CS 5588 — Week 4 Capstone Module Drug Label Evidence RAG System
Team: Salman Mirza, Amy Ngo, Nithin Songala
TruPharma is a Retrieval-Augmented Generation (RAG) application that answers drug-label questions using official FDA data from the openFDA Drug Label API. The system fetches real-time drug labeling records, indexes them with hybrid retrieval (dense + sparse), and generates grounded answers with evidence citations.
| Persona | Example Task |
|---|---|
| Pharmacist | "What dosage of acetaminophen is recommended and what are the warnings?" |
| Clinician | "What drug interactions should I know about for ibuprofen?" |
| Patient | "I take aspirin daily — when should I stop use?" |
Provides faster time-to-answer with higher trust by returning an evidence pack (drug label sections) and a citation-enforced grounded answer, refusing when evidence is insufficient.
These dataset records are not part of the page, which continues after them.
use std::io::{self, BufRead};
use std::path::PathBuf;

use anyhow::{Context, Result};
use autocomplete_core::{Autocomplete, AutocompleteError, Config, IndexMode};
use clap::{Parser, Subcommand};
use tracing::debug;
use tracing_subscriber::EnvFilter;

mod replay;

use replay::ReplayOptions;

#[derive(Parser)]
#[command(name = "autocomplete")]
#[command(about = "In-memory phrase autocomplete driven by search popularity")]
#[command(version)]
struct Cli {
    /// TOML configuration file
    #[arg(long, global = true)]
    config: Option<PathBuf>,

    /// Build only the 3-letter index (overrides the config file)
    #[arg(long, global = true)]
    single_depth: bool,

    #[command(subcommand)]
    command: Commands,
}

#[derive(Subcommand)]
enum Commands {
    /// Interactive mode: `+<delta> <phrase>` records a search, anything else is a query
    Repl,
    /// Replay a search log, alternating upsert and lookup batches
    Replay {
        /// Searches, one per line, optionally `phrase<TAB>delta`
        #[arg(short, long)]
        searches: PathBuf,
        /// Queries to cycle through during lookup batches
        #[arg(short, long)]
        queries: Option<PathBuf>,
        /// Searches to ingest before the first cycle
        #[arg(long, default_value_t = 0)]
        preload: usize,
        #[arg(long, default_value_t = 30_000)]
        batch_upserts: usize,
        #[arg(long, default_value_t = 90_000)]
        batch_lookups: usize,
        /// Stop after this many cycles (default: until the search log runs out)
        #[arg(long)]
        cycles: Option<usize>,
    },
}

fn init_tracing() {
    tracing_subscriber::fmt()
        .with_env_filter(
            EnvFilter::try_from_default_env().unwrap_or_else(|_| EnvFilter::new("info")),
        )
        .with_writer(io::stderr)
        .init();
}

fn load_config(cli: &Cli) -> Result<Config> {
    let mut config = match &cli.config {
        Some(path) => Config::load_toml(path)
            .with_context(|| format!("load config {}", path.display()))?,
        None => Config::default(),
    };
    if cli.single_depth {
        config.index_mode = IndexMode::SingleDepth;
    }
    debug!(?config, "configuration");
    Ok(config)
}

/// `+<delta> <phrase>` → `Some((phrase, delta))`.
fn parse_upsert(line: &str) -> Option<(&str, i64)> {
    let rest = line.strip_prefix('+')?;
    let (delta, phrase) = rest.split_once(' ')?;
    let delta = delta.parse::<i64>().ok()?;
    Some((phrase.trim(), delta))
}

fn run_repl(mut ac: Autocomplete) -> Result<()> {
    eprintln!(
        "autocomplete REPL ({:?}) - `+<delta> <phrase>` to record, anything else to look up",
        ac.mode()
    );
    eprintln!("Ctrl-D to exit.");

    let stdin = io::stdin();
    for line in stdin.lock().lines() {
        let line = line.context("read stdin")?;
        let input = line.trim();
        if input.is_empty() {
            continue;
        }
        if let Some((phrase, delta)) = parse_upsert(input) {
            ac.upsert(phrase, delta);
            println!("ok ({} records)", ac.record_count());
            continue;
        }
        match ac.suggest(input) {
            Ok(results) => println!("{}", serde_json::to_string(&results)?),
            Err(err @ AutocompleteError::InvalidQuery { .. }) => eprintln!("{err}"),
            Err(err) => return Err(err.into()),
        }
    }
    Ok(())
}

fn main() -> Result<()> {
    init_tracing();
    let cli = Cli::parse();
    let config = load_config(&cli)?;
    let mut ac = Autocomplete::with_config(config);

    match cli.command {
        Commands::Repl => run_repl(ac),
        Commands::Replay {
            searches,
            queries,
            preload,
            batch_upserts,
            batch_lookups,
            cycles,
        } => replay::run(
            &mut ac,
            &ReplayOptions {
                searches,
                queries,
                preload,
                batch_upserts,
                batch_lookups,
                cycles,
            },
        ),
    }
}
┌──────────────────────────────────────────────────────────┐
│ Streamlit UI (Frontend) │
│ Query Input · Response · Evidence · Metrics/Logs │
└────────────────────────┬─────────────────────────────────┘
│
▼
┌──────────────────────────────────────────────────────────┐
│ RAG Engine (rag_engine.py) │
│ │
│ 1. Build openFDA search query from user text │
│ 2. Fetch drug label records via openFDA API │
│ 3. Chunk text fields (10 selected label sections) │
│ 4. Index: FAISS (dense) + BM25 (sparse) │
│ 5. Hybrid retrieval with reciprocal rank fusion │
│ 6. Generate answer (Gemini LLM or extractive fallback) │
│ 7. Log interaction to CSV │
└────────┬──────────────────────────┬──────────────────────┘
│ │
▼ ▼
┌─────────────────┐ ┌───────────────────────────┐
│ openFDA API │ │ Google Gemini 2.0 Flash │
│ (Drug Labels) │ │ (Optional LLM grounding) │
└─────────────────┘ └───────────────────────────┘
│
▼
┌──────────────────────────────────────────────────────────┐
│ logs/product_metrics.csv │
│ timestamp · query · latency · evidence_ids · confidence │
└──────────────────────────────────────────────────────────┘
- User enters a drug-related question in the Streamlit UI
rag_engine.pyconverts the question into an openFDA API search query- Relevant drug label records are fetched in real-time from FDA servers
- Text is chunked and indexed using dual retrieval (FAISS inner-product + BM25)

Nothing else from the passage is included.